The built environment is often referred to as the 40% sector—being responsible for 40% of environmental impact, using 40% resources and energy and contributing to 40% waste, and, worryingly, adding 40% to the nations health bill.

This sheer scale of the built environment impact means that we are both part of the climate change problem and also part of the solution. I don’t believe we can improve on this impact simply by incrementally reducing, for example, our use of fossil fuels and non-renewable materials.

Instead, we will to have to implement entirely new ways of doing things. That means rethinking new business models in construction, designing for disassembly, using new, healthy materials, new methods of construction, new certification programmes and new thinking in building management. This seems like a huge challenge, but it can be done, and is.

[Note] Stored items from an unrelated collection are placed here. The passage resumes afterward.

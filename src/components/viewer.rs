use leptos::ev;
use leptos::prelude::*;
use web_sys::{MouseEvent, Touch, TouchEvent};
use photoviewer_core::{Direction, Key, PointerInput, PointerPhase, Slide};
use crate::dom;
use crate::state::ViewerState;

fn mouse_input(phase: PointerPhase, ev: &MouseEvent) -> PointerInput {
    PointerInput::mouse(phase, ev.client_x() as f64, ev.client_y() as f64)
}

fn touch_input(phase: PointerPhase, touch: &Touch, ev: &TouchEvent) -> PointerInput {
    let input = PointerInput::touch(phase, touch.client_x() as f64, touch.client_y() as f64);
    if dom::targets_image(ev) { input.on_image() } else { input }
}

/// Buttons swallow their own presses so they never reach the gesture classifier.
fn stop(ev: web_sys::Event) {
    ev.stop_propagation();
}

fn display_if(visible: bool) -> &'static str {
    if visible { "" } else { "none" }
}

#[component]
fn SlideImage(slide: Slide) -> impl IntoView {
    view! {
        <img
            src=slide.src.clone()
            alt=slide.src
            width=slide.width.to_string()
            height=slide.height.to_string()
            draggable="false"
            on:dragstart=|ev: web_sys::DragEvent| ev.prevent_default()
        />
    }
}

/// Full-screen slide viewer: the three-panel strip, arrows, counter and
/// close/fullscreen controls.
#[component]
pub fn Viewer() -> impl IntoView {
    let state = expect_context::<ViewerState>();

    let keydown = window_event_listener(ev::keydown, move |ev| {
        let Some(key) = Key::from_event(&ev.code(), &ev.key()) else { return };
        if state.key(key) {
            ev.prevent_default();
        }
    });
    // Mouse pans continue outside the viewer, so move/up are tracked on the window
    let mousemove = window_event_listener(ev::mousemove, move |ev| {
        state.reveal_arrows();
        state.pointer(mouse_input(PointerPhase::Move, &ev));
    });
    let mouseup = window_event_listener(ev::mouseup, move |ev| {
        state.pointer(mouse_input(PointerPhase::Up, &ev));
    });
    let fullscreen_change = StoredValue::new_local(dom::on_fullscreen_change(move |active| {
        state.sync_fullscreen(active)
    }));
    on_cleanup(move || {
        keydown.remove();
        mousemove.remove();
        mouseup.remove();
        fullscreen_change.dispose();
    });

    let on_mousedown = move |ev: MouseEvent| {
        let mut input = mouse_input(PointerPhase::Down, &ev);
        if dom::targets_image(&ev) {
            input = input.on_image();
        }
        if state.pointer(input) {
            ev.prevent_default();
        }
    };
    let on_touchstart = move |ev: TouchEvent| {
        let Some(touch) = ev.touches().get(0) else { return };
        state.pointer(touch_input(PointerPhase::Down, &touch, &ev));
    };
    let on_touchmove = move |ev: TouchEvent| {
        let Some(touch) = ev.touches().get(0) else { return };
        if state.pointer(touch_input(PointerPhase::Move, &touch, &ev)) {
            ev.prevent_default();
        }
    };
    let on_touchend = move |ev: TouchEvent| {
        // no synthesized mouse events after a touch
        ev.prevent_default();
        let Some(touch) = ev.changed_touches().get(0) else { return };
        state.pointer(touch_input(PointerPhase::Up, &touch, &ev));
    };

    let arrows = move || state.arrows.get();
    let revealed = move || state.arrows_revealed.get();

    view! {
        <div
            class="viewer"
            node_ref=state.layout.container
            style:display=move || display_if(state.open.get())
            on:mousedown=on_mousedown
            on:touchstart=on_touchstart
            on:touchmove=on_touchmove
            on:touchend=on_touchend
        >
            <div
                class="strip"
                node_ref=state.strip_ref
                style=move || state.strip.get().css(state.cursor.get())
            >
                <div class="slide">
                    {move || state.panels.with(|w| w.previous.clone()).map(|slide| view! { <SlideImage slide=slide /> })}
                </div>
                <div class="slide">
                    {move || {
                        state.panels.with(|w| w.current.clone()).map(|slide| view! {
                            <img
                                node_ref=state.layout.image
                                src=slide.src.clone()
                                alt=slide.src
                                width=slide.width.to_string()
                                height=slide.height.to_string()
                                draggable="false"
                                class:zoomed=move || state.zoomed.get()
                                style=move || state.image.get().css()
                                on:dragstart=|ev: web_sys::DragEvent| ev.prevent_default()
                            />
                        })
                    }}
                </div>
                <div class="slide">
                    {move || state.panels.with(|w| w.next.clone()).map(|slide| view! { <SlideImage slide=slide /> })}
                </div>
            </div>

            <button
                class="arrow arrow-prev"
                class:visible=revealed
                style:display=move || display_if(arrows().previous)
                on:mousedown=|ev: MouseEvent| stop(ev.into())
                on:touchstart=|ev: TouchEvent| stop(ev.into())
                on:touchend=|ev: TouchEvent| stop(ev.into())
                on:click=move |_| state.navigate(Direction::Previous)
                title="Previous"
            >"\u{2039}"</button>
            <button
                class="arrow arrow-next"
                class:visible=revealed
                style:display=move || display_if(arrows().next)
                on:mousedown=|ev: MouseEvent| stop(ev.into())
                on:touchstart=|ev: TouchEvent| stop(ev.into())
                on:touchend=|ev: TouchEvent| stop(ev.into())
                on:click=move |_| state.navigate(Direction::Next)
                title="Next"
            >"\u{203a}"</button>

            <div class="counter">{move || state.counter.get()}</div>

            <div class="viewer-controls">
                <button
                    class="fullscreen-btn"
                    on:mousedown=|ev: MouseEvent| stop(ev.into())
                    on:touchstart=|ev: TouchEvent| stop(ev.into())
                    on:touchend=|ev: TouchEvent| stop(ev.into())
                    on:click=move |_| state.toggle_fullscreen()
                    title="Fullscreen"
                >"\u{26f6}"</button>
                <button
                    class="close-btn"
                    on:mousedown=|ev: MouseEvent| stop(ev.into())
                    on:touchstart=|ev: TouchEvent| stop(ev.into())
                    on:touchend=|ev: TouchEvent| stop(ev.into())
                    on:click=move |_| state.close()
                    title="Close"
                >"\u{00d7}"</button>
            </div>
        </div>
    }
}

I’ve been involved with the Living Building Challenge (LBC) for several years now. It is a tough certification programme, based on ecological philosophy and advocacy that addresses most aspects of a building’s impact, including its influence on well-being and comfort. It requires buildings to achieve net zero energy, waste and water consumption, promotes concepts such as biophilia, where nature and natural processes are incorporated into the built environment. Today, only a few ground breaking buildings meet the LBC standard, but in say 20 years from now, I think the philosophy behind the LBC, or indeed the related Well Building Standard, will become the way we design, build and operate buildings.

We already have the tools we need to achieve restorative sustainability—tools like biophilia, BIM, collaborative working, circular economy, education, and social media to share and advocate for change. And the industry is starting to change, warming to the importance of healthy buildings and healthy materials for example, even seeing buildings at the end of their life, not as waste to be disposed of, but as ‘material farms’ from which components can be harvested.

I now work with construction organisations across the UK, who are developing a refreshingly sustainable and very responsible approach to construction, embracing new certification programmes and philosophies.

Projects like the Bullitt Center in Seattle, demonstrate that restorative sustainability can be successfully applied to six storey city centre commercial buildings, and the cement-free, straw bale buildings under construction here in the UK demonstrate alternative material possibilities.

Is this going to be prohibitively expensive? Well, that depends on how we cost and value buildings of course, but consider that the biggest cost of a building isn’t in construction, or even in energy, but is people related costs. If everyone living and working in buildings we construct could benefit from a healthy, comfortable, biophilic and ecological sound environment, then we will see valuable improvements in health, wellbeing and indeed productivity throughout the whole life of the building.

And further, on costs it’s my belief that if we could build lean, cut out waste in construction—still estimated at 30%—then we could construct truly sustainable buildings for the same or potentially even less cost.

When you add all this up, restorative, people-centric buildings are the only way forward. What are your thoughts?


Martin Brown is a strategic sustainability advocate and consultant at Fairsnape and aLiving Building Challenge ambassador, heading up the UK Collaborative. He has a background in international project management, business improvement and sustainability. This article originally appeared on Arup Thoughts. Arup is a CFE Media content partner.

Edited by Ksenia Avrakhova, production coordinator, CFE Media, kavrakhova@cfemedia.com.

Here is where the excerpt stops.